— Task to complete —
Each line below must be printed exactly as it stands.

__________

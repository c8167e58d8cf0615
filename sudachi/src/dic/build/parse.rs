/*
 *  Copyright (c) 2021 Works Applications Co., Ltd.
 *
 *  Licensed under the Apache License, Version 2.0 (the "License");
 *  you may not use this file except in compliance with the License.
 *  You may obtain a copy of the License at
 *
 *      http://www.apache.org/licenses/LICENSE-2.0
 *
 *   Unless required by applicable law or agreed to in writing, software
 *  distributed under the License is distributed on an "AS IS" BASIS,
 *  WITHOUT WARRANTIES OR CONDITIONS OF ANY KIND, either express or implied.
 *  See the License for the specific language governing permissions and
 *  limitations under the License.
 */

use std::borrow::Cow;
use std::str::FromStr;

use lazy_static::lazy_static;
use regex::Regex;

use crate::analysis::Mode;
use crate::dic::build::error::{BuildFailure, DicWriteResult};
use crate::dic::build::{MAX_ARRAY_LEN, MAX_DIC_STRING_LEN};
use crate::dic::word_id::WordId;

#[inline(always)]
pub fn it_next<'a, I, T, F>(
    orig: &'a str,
    data: &mut I,
    field: &'static str,
    f: F,
) -> DicWriteResult<T>
where
    I: Iterator<Item = &'a str>,
    F: FnOnce(&'a str) -> DicWriteResult<T>,
    T: 'a,
{
    match data.next() {
        Some(s) => f(s),
        None => Err(BuildFailure::SplitFormatError {
            original: orig.to_owned(),
            field,
        }),
    }
}

pub(crate) fn none_if_equal(surface: &str, data: Cow<str>) -> Option<String> {
    if surface == data {
        None
    } else {
        match data {
            Cow::Borrowed(x) => Some(x.to_owned()),
            Cow::Owned(x) => Some(x),
        }
    }
}

#[inline]
pub(crate) fn parse_mode(data: &str) -> DicWriteResult<Mode> {
    match data.trim() {
        "a" | "A" => Ok(Mode::A),
        "b" | "B" => Ok(Mode::B),
        "c" | "C" | "*" => Ok(Mode::C),
        "BC" => Ok(Mode::B),
        _ => Err(BuildFailure::InvalidSplit(data.to_owned())),
    }
}

#[inline]
pub(crate) fn parse_i16(data: &str) -> DicWriteResult<i16> {
    match i16::from_str(data) {
        Ok(v) => Ok(v),
        Err(_) => Err(BuildFailure::InvalidI16Literal(data.to_owned())),
    }
}

#[inline]
pub(crate) fn parse_u32(data: &str) -> DicWriteResult<u32> {
    match u32::from_str(data) {
        Ok(v) => Ok(v),
        Err(_) => Err(BuildFailure::InvalidU32Literal(data.to_owned())),
    }
}

#[inline]
pub(crate) fn parse_dic_form(data: &str) -> DicWriteResult<WordId> {
    if data == "*" {
        Ok(WordId::INVALID)
    } else {
        parse_wordid(data)
    }
}

#[inline]
pub(crate) fn parse_wordid(data: &str) -> DicWriteResult<WordId> {
    if data.starts_with("U") {
        let wid = parse_wordid_raw(&data[1..]);
        wid.map(|w| WordId::new(1, w.word()))
    } else {
        parse_wordid_raw(data)
    }
}

#[inline]
fn parse_wordid_raw(data: &str) -> DicWriteResult<WordId> {
    match u32::from_str(data) {
        Ok(v) => match WordId::checked(0, v) {
            Ok(id) => Ok(id),
            Err(_) => Err(BuildFailure::InvalidWordId(data.to_owned())),
        },
        Err(_) => Err(BuildFailure::InvalidWordId(data.to_owned())),
    }
}

#[inline]
pub(crate) fn parse_wordid_list(data: &str) -> DicWriteResult<Vec<WordId>> {
    if data.is_empty() || data == "*" {
        return Ok(Vec::new());
    }

    parse_slash_list(data, parse_wordid)
}

#[inline]
pub(crate) fn parse_u32_list(data: &str) -> DicWriteResult<Vec<u32>> {
    if data.is_empty() || data == "*" {
        return Ok(Vec::new());
    }

    parse_slash_list(data, parse_u32)
}

lazy_static! {
    pub(crate) static ref WORD_ID_LITERAL: Regex = Regex::new(r"^U?\d+$").unwrap();
}

#[inline]
pub(crate) fn parse_slash_list<T, F>(data: &str, mut f: F) -> DicWriteResult<Vec<T>>
where
    F: FnMut(&str) -> DicWriteResult<T>,
{
    let mut result = Vec::with_capacity(4);

    for part in data.split("/") {
        result.push(f(part)?);
    }

    if result.len() > MAX_ARRAY_LEN {
        return Err(BuildFailure::InvalidSize {
            expected: MAX_ARRAY_LEN,
            actual: result.len(),
        });
    }

    Ok(result)
}

lazy_static! {
    static ref UNICODE_LITERAL: Regex =
        Regex::new(r"\\u(?:\{([0-9a-fA-F]{1,6})\}|([0-9a-fA-F]{4}))").unwrap();
}

fn check_str_len(data: &str) -> DicWriteResult<()> {
    if data.len() > MAX_DIC_STRING_LEN {
        Err(BuildFailure::InvalidSize {
            expected: MAX_DIC_STRING_LEN,
            actual: data.len(),
        })
    } else {
        Ok(())
    }
}

#[inline]
pub(crate) fn unescape_cow(data: &str) -> DicWriteResult<Cow<str>> {
    check_str_len(data)?;
    if !UNICODE_LITERAL.is_match(data) {
        Ok(Cow::Borrowed(data))
    } else {
        unescape_slow(data).map(|s| Cow::Owned(s))
    }
}

#[inline]
pub(crate) fn unescape(data: &str) -> DicWriteResult<String> {
    check_str_len(data)?;
    if !UNICODE_LITERAL.is_match(data) {
        Ok(data.to_owned())
    } else {
        unescape_slow(data)
    }
}

#[inline(never)]
fn unescape_slow(original: &str) -> DicWriteResult<String> {
    let mut result = String::with_capacity(original.len());
    let mut start = 0;
    for c in UNICODE_LITERAL.captures_iter(original) {
        let whole = c.get(0).unwrap();
        let braces = c.get(1).or_else(|| c.get(2)).unwrap();
        result.push_str(&original[start..whole.start()]);
        match u32::from_str_radix(braces.as_str(), 16) {
            Ok(c) => match char::from_u32(c) {
                Some(cx) => result.push(cx),
                None => return Err(BuildFailure::InvalidCharLiteral(braces.as_str().to_owned())),
            },
            Err(_) => return Err(BuildFailure::InvalidCharLiteral(braces.as_str().to_owned())),
        }
        start = whole.end();
    }
    result.push_str(&original[start..]);
    Ok(result)
}

#[cfg(test)]
mod test {
    use super::*;

    #[test]
    fn decode_plain() {
        assert_eq!(unescape("").unwrap(), "");
        assert_eq!(unescape("a").unwrap(), "a");
        assert_eq!(unescape("„ÅÇ").unwrap(), "„ÅÇ");
    }

    #[test]
    fn decode_escape_1() {
        assert_eq!(unescape("\\u0020").unwrap(), "\u{20}");
        assert_eq!(unescape("\\u{20}").unwrap(), "\u{20}");
        assert_eq!(unescape("\\u{1f49e}").unwrap(), "üíû");
    }

    #[test]
    fn decode_escape_2() {
        assert_eq!(unescape("\\u020f").unwrap(), "\u{20f}");
        assert_eq!(unescape("\\u{20}f").unwrap(), "\u{20}f");
    }

    #[test]
    fn decode_escape_3() {
        assert_eq!(unescape("f\\u0020").unwrap(), "f\u{20}");
        assert_eq!(unescape("f\\u{20}").unwrap(), "f\u{20}");
    }

    #[test]
    fn decode_escape_4() {
        assert_eq!(unescape("\\u100056").unwrap(), "\u{1000}56");
    }

    #[test]
    fn decode_escape_ported() {
        assert_eq!(unescape("a\\u002cc").unwrap(), "a,c");
        assert_eq!(unescape("a\\u{2c}c").unwrap(), "a,c");
    }

    #[test]
    fn decode_escape_fail() {
        assert_eq!(unescape("\\u{10FFFF}").unwrap(), "\u{10FFFF}");
        // max character
        claim::assert_matches!(unescape("\\u{110000}"), Err(_));
        claim::assert_matches!(unescape("\\u{FFFFFF}"), Err(_));
    }
}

__________

— Final answer —
repository c8167e58d8cf0615
filename sudachi/src/dic/build/parse.rs
/*
 *  Copyright (c) 2021 Works Applications Co., Ltd.
 *
 *  Licensed under the Apache License, Version 2.0 (the "License");
 *  you may not use this file except in compliance with the License.
 *  You may obtain a copy of the License at
 *
 *      http://www.apache.org/licenses/LICENSE-2.0
 *
 *   Unless required by applicable law or agreed to in writing, software
 *  distributed under the License is distributed on an "AS IS" BASIS,
 *  WITHOUT WARRANTIES OR CONDITIONS OF ANY KIND, either express or implied.
 *  See the License for the specific language governing permissions and
 *  limitations under the License.
 */

use std::borrow::Cow;
use std::str::FromStr;

use lazy_static::lazy_static;
use regex::Regex;

use crate::analysis::Mode;
use crate::dic::build::error::{BuildFailure, DicWriteResult};
use crate::dic::build::{MAX_ARRAY_LEN, MAX_DIC_STRING_LEN};
use crate::dic::word_id::WordId;

#[inline(always)]
pub fn it_next<'a, I, T, F>(
    orig: &'a str,
    data: &mut I,
    field: &'static str,
    f: F,
) -> DicWriteResult<T>
where
    I: Iterator<Item = &'a str>,
    F: FnOnce(&'a str) -> DicWriteResult<T>,
    T: 'a,
{
    match data.next() {
        Some(s) => f(s),
        None => Err(BuildFailure::SplitFormatError {
            original: orig.to_owned(),
            field,
        }),
    }
}

pub(crate) fn none_if_equal(surface: &str, data: Cow<str>) -> Option<String> {
    if surface == data {
        None
    } else {
        match data {
            Cow::Borrowed(x) => Some(x.to_owned()),
            Cow::Owned(x) => Some(x),
        }
    }
}

#[inline]
pub(crate) fn parse_mode(data: &str) -> DicWriteResult<Mode> {
    match data.trim() {
        "a" | "A" => Ok(Mode::A),
        "b" | "B" => Ok(Mode::B),
        "c" | "C" | "*" => Ok(Mode::C),
        "BC" => Ok(Mode::B),
        _ => Err(BuildFailure::InvalidSplit(data.to_owned())),
    }
}

#[inline]
pub(crate) fn parse_i16(data: &str) -> DicWriteResult<i16> {
    match i16::from_str(data) {
        Ok(v) => Ok(v),
        Err(_) => Err(BuildFailure::InvalidI16Literal(data.to_owned())),
    }
}

#[inline]
pub(crate) fn parse_u32(data: &str) -> DicWriteResult<u32> {
    match u32::from_str(data) {
        Ok(v) => Ok(v),
        Err(_) => Err(BuildFailure::InvalidU32Literal(data.to_owned())),
    }
}

#[inline]
pub(crate) fn parse_dic_form(data: &str) -> DicWriteResult<WordId> {
    if data == "*" {
        Ok(WordId::INVALID)
    } else {
        parse_wordid(data)
    }
}

#[inline]
pub(crate) fn parse_wordid(data: &str) -> DicWriteResult<WordId> {
    if data.starts_with("U") {
        let wid = parse_wordid_raw(&data[1..]);
        wid.map(|w| WordId::new(1, w.word()))
    } else {
        parse_wordid_raw(data)
    }
}

#[inline]
fn parse_wordid_raw(data: &str) -> DicWriteResult<WordId> {
    match u32::from_str(data) {
        Ok(v) => match WordId::checked(0, v) {
            Ok(id) => Ok(id),
            Err(_) => Err(BuildFailure::InvalidWordId(data.to_owned())),
        },
        Err(_) => Err(BuildFailure::InvalidWordId(data.to_owned())),
    }
}

#[inline]
pub(crate) fn parse_wordid_list(data: &str) -> DicWriteResult<Vec<WordId>> {
    if data.is_empty() || data == "*" {
        return Ok(Vec::new());
    }

    parse_slash_list(data, parse_wordid)
}

#[inline]
pub(crate) fn parse_u32_list(data: &str) -> DicWriteResult<Vec<u32>> {
    if data.is_empty() || data == "*" {
        return Ok(Vec::new());
    }

    parse_slash_list(data, parse_u32)
}

lazy_static! {
    pub(crate) static ref WORD_ID_LITERAL: Regex = Regex::new(r"^U?\d+$").unwrap();
}

#[inline]
pub(crate) fn parse_slash_list<T, F>(data: &str, mut f: F) -> DicWriteResult<Vec<T>>
where
    F: FnMut(&str) -> DicWriteResult<T>,
{
    let mut result = Vec::with_capacity(4);

    for part in data.split("/") {
        result.push(f(part)?);
    }

    if result.len() > MAX_ARRAY_LEN {
        return Err(BuildFailure::InvalidSize {
            expected: MAX_ARRAY_LEN,
            actual: result.len(),
        });
    }

    Ok(result)
}

lazy_static! {
    static ref UNICODE_LITERAL: Regex =
        Regex::new(r"\\u(?:\{([0-9a-fA-F]{1,6})\}|([0-9a-fA-F]{4}))").unwrap();
}

fn check_str_len(data: &str) -> DicWriteResult<()> {
    if data.len() > MAX_DIC_STRING_LEN {
        Err(BuildFailure::InvalidSize {
            expected: MAX_DIC_STRING_LEN,
            actual: data.len(),
        })
    } else {
        Ok(())
    }
}

#[inline]
pub(crate) fn unescape_cow(data: &str) -> DicWriteResult<Cow<str>> {
    check_str_len(data)?;
    if !UNICODE_LITERAL.is_match(data) {
        Ok(Cow::Borrowed(data))
    } else {
        unescape_slow(data).map(|s| Cow::Owned(s))
    }
}

#[inline]
pub(crate) fn unescape(data: &str) -> DicWriteResult<String> {
    check_str_len(data)?;
    if !UNICODE_LITERAL.is_match(data) {
        Ok(data.to_owned())
    } else {
        unescape_slow(data)
    }
}

#[inline(never)]
fn unescape_slow(original: &str) -> DicWriteResult<String> {
    let mut result = String::with_capacity(original.len());
    let mut start = 0;
    for c in UNICODE_LITERAL.captures_iter(original) {
        let whole = c.get(0).unwrap();
        let braces = c.get(1).or_else(|| c.get(2)).unwrap();
        result.push_str(&original[start..whole.start()]);
        match u32::from_str_radix(braces.as_str(), 16) {
            Ok(c) => match char::from_u32(c) {
                Some(cx) => result.push(cx),
                None => return Err(BuildFailure::InvalidCharLiteral(braces.as_str().to_owned())),
            },
            Err(_) => return Err(BuildFailure::InvalidCharLiteral(braces.as_str().to_owned())),
        }
        start = whole.end();
    }
    result.push_str(&original[start..]);
    Ok(result)
}

#[cfg(test)]
mod test {
    use super::*;

    #[test]
    fn decode_plain() {
        assert_eq!(unescape("").unwrap(), "");
        assert_eq!(unescape("a").unwrap(), "a");
        assert_eq!(unescape("„ÅÇ").unwrap(), "„ÅÇ");
    }

    #[test]
    fn decode_escape_1() {
        assert_eq!(unescape("\\u0020").unwrap(), "\u{20}");
        assert_eq!(unescape("\\u{20}").unwrap(), "\u{20}");
        assert_eq!(unescape("\\u{1f49e}").unwrap(), "üíû");
    }

    #[test]
    fn decode_escape_2() {
        assert_eq!(unescape("\\u020f").unwrap(), "\u{20f}");
        assert_eq!(unescape("\\u{20}f").unwrap(), "\u{20}f");
    }

    #[test]
    fn decode_escape_3() {
        assert_eq!(unescape("f\\u0020").unwrap(), "f\u{20}");
        assert_eq!(unescape("f\\u{20}").unwrap(), "f\u{20}");
    }

    #[test]
    fn decode_escape_4() {
        assert_eq!(unescape("\\u100056").unwrap(), "\u{1000}56");
    }

    #[test]
    fn decode_escape_ported() {
        assert_eq!(unescape("a\\u002cc").unwrap(), "a,c");
        assert_eq!(unescape("a\\u{2c}c").unwrap(), "a,c");
    }

    #[test]
    fn decode_escape_fail() {
        assert_eq!(unescape("\\u{10FFFF}").unwrap(), "\u{10FFFF}");
        // max character
        claim::assert_matches!(unescape("\\u{110000}"), Err(_));
        claim::assert_matches!(unescape("\\u{FFFFFF}"), Err(_));
    }
}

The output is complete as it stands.